Not every thoracic cancer patient with advanced disease can or should have thoracic surgery. Many of these patients are frail, have distal/ widespread metastatic disease or other criteria that may make them ineligible for surgical resection. But often, for patients outside of very large academic centers, their cases aren’t even presented for surgical consideration.
Surgical success despite old-fashioned recovery techniques
A surgical resection like John Wayne’s in 1964, was a massive undertaking, and the risk of death from surgery was not insignificant.

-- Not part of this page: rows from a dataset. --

//! Move decisions and per-column statistics.
//!
//! Values are reported from the point of view of the player who is to move
//! at the root, so a positive value is always good for the decider.

use crate::policy::Algorithm;
use crate::tree::Tree;
use c4_core::Player;
use rand::Rng;
use serde::{Deserialize, Serialize};
use std::collections::BTreeMap;

/// Statistics for one legal root move.
#[derive(Clone, Copy, Debug, PartialEq, Serialize, Deserialize)]
pub struct ColumnStats {
    /// Simulations that started with this move.
    pub visits: u32,

    /// Mean reward for the root mover, in [-1, 1]. 0 when unvisited.
    pub mean_value: f64,

    /// Fraction of root visits (uniform for UR).
    pub share: f64,
}

/// Result of a move-selection call.
#[derive(Clone, Debug, PartialEq, Serialize, Deserialize)]
pub struct MoveDecision {
    /// Chosen column, 0-based.
    pub column: usize,

    pub algorithm: Algorithm,

    /// Player the decision was made for.
    pub player: Player,

    /// Simulations actually run (always 0 for UR).
    pub simulations: usize,

    /// Every legal root column, ascending.
    pub stats: BTreeMap<usize, ColumnStats>,
}

impl MoveDecision {
    /// Decision for UR: the sampled column plus uniform placeholder statistics.
    pub(crate) fn uniform<R: Rng>(legal: &[usize], player: Player, rng: &mut R) -> Self {
        let share = 1.0 / legal.len() as f64;
        let stats = legal
            .iter()
            .map(|&col| {
                (
                    col,
                    ColumnStats {
                        visits: 0,
                        mean_value: 0.0,
                        share,
                    },
                )
            })
            .collect();

        Self {
            column: legal[rng.gen_range(0..legal.len())],
            algorithm: Algorithm::UniformRandom,
            player,
            simulations: 0,
            stats,
        }
    }

    /// Read the root children of a finished search.
    ///
    /// UCT takes the most visited column. PMCGS spreads root visits evenly,
    /// so it takes the visited column with the best value for the root
    /// mover. Ties go to the lowest column either way. With no simulations
    /// at all a uniformly random legal column is chosen instead.
    pub(crate) fn from_tree<R: Rng>(
        tree: &Tree,
        algorithm: Algorithm,
        simulations: usize,
        rng: &mut R,
    ) -> Self {
        let root = tree.root();
        let player = root.to_move;
        let total = root.stats.visits;

        let stats: BTreeMap<usize, ColumnStats> = root
            .legal
            .iter()
            .map(|&col| {
                let child = root.child(col).map(|id| &tree.get(id).stats);
                let visits = child.map_or(0, |s| s.visits);
                let column_stats = ColumnStats {
                    visits,
                    mean_value: child.map_or(0.0, |s| s.value_for(player)),
                    share: if total == 0 {
                        0.0
                    } else {
                        visits as f64 / total as f64
                    },
                };
                (col, column_stats)
            })
            .collect();

        let column = if simulations == 0 {
            root.legal[rng.gen_range(0..root.legal.len())]
        } else {
            let best = match algorithm {
                Algorithm::Pmcgs => best_valued(&stats),
                Algorithm::UniformRandom | Algorithm::Uct => most_visited(&stats),
            };
            best.unwrap_or(root.legal[0])
        };

        Self {
            column,
            algorithm,
            player,
            simulations,
            stats,
        }
    }

    /// Statistics for a column, `None` if it was not a legal move.
    pub fn column_stats(&self, column: usize) -> Option<&ColumnStats> {
        self.stats.get(&column)
    }

    /// Mean value of the chosen column for the deciding player.
    pub fn value(&self) -> f64 {
        self.stats.get(&self.column).map_or(0.0, |s| s.mean_value)
    }

    /// Visits summed over root columns; equals `simulations` for PMCGS/UCT.
    pub fn total_visits(&self) -> u32 {
        self.stats.values().map(|s| s.visits).sum()
    }
}

/// Highest visit count, first (lowest) column on ties.
fn most_visited(stats: &BTreeMap<usize, ColumnStats>) -> Option<usize> {
    let mut best: Option<(usize, u32)> = None;
    for (&col, s) in stats {
        if best.map_or(true, |(_, visits)| s.visits > visits) {
            best = Some((col, s.visits));
        }
    }
    best.map(|(col, _)| col)
}

/// Highest mean value among visited columns, first (lowest) column on ties.
fn best_valued(stats: &BTreeMap<usize, ColumnStats>) -> Option<usize> {
    let mut best: Option<(usize, f64)> = None;
    for (&col, s) in stats.iter().filter(|(_, s)| s.visits > 0) {
        if best.map_or(true, |(_, value)| s.mean_value > value) {
            best = Some((col, s.mean_value));
        }
    }
    best.map(|(col, _)| col)
}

There were considerable hurdles to recovery related to all aspects of his care. H was a heavy (5 pack a day smoker), and the knowledge that cigarettes were linked to lung cancer was just beginning to seep into the public’s awareness. The vascular implications and other complications of smoking were not well known.
Bedrest was often prescribed for lengthy periods of convalescence post-operatively, which contributed to pneumonia, blood clots and disability – all the things that now prompt an almost fanatical zeal for us to get our patients up and out-of-bed as soon as possible after surgery. It’s not amazing that surgeons were able to perform this operation in the early 1960’s, there were many, many great surgical advances back then, but it is somewhat amazing that he was able to survive his post-operative course given many of the factors I’ve mentioned above.
But he survived – thrived even, and went back to making some of the best films of his career. His lung cancer never returned, and he lived another 14 years after that. That’s better than the average long term survival rates for most of our advanced cancer patients who receive chemotherapy or radiation.
For me, John Wayne’s recovery and surgical treatment has sparked a number of questions:
Shouldn’t the rest of us receive the opportunity to at least be considered for surgical resection?
Who is eligible for chest wall resection and these other large scale resections? What are our modern day options? What are the short and long-term outcomes?
Who should perform it? Where should patients go?
It’s been over 15 years, and I am still following the research, attending conferences and interviewing surgeons to best answer those questions.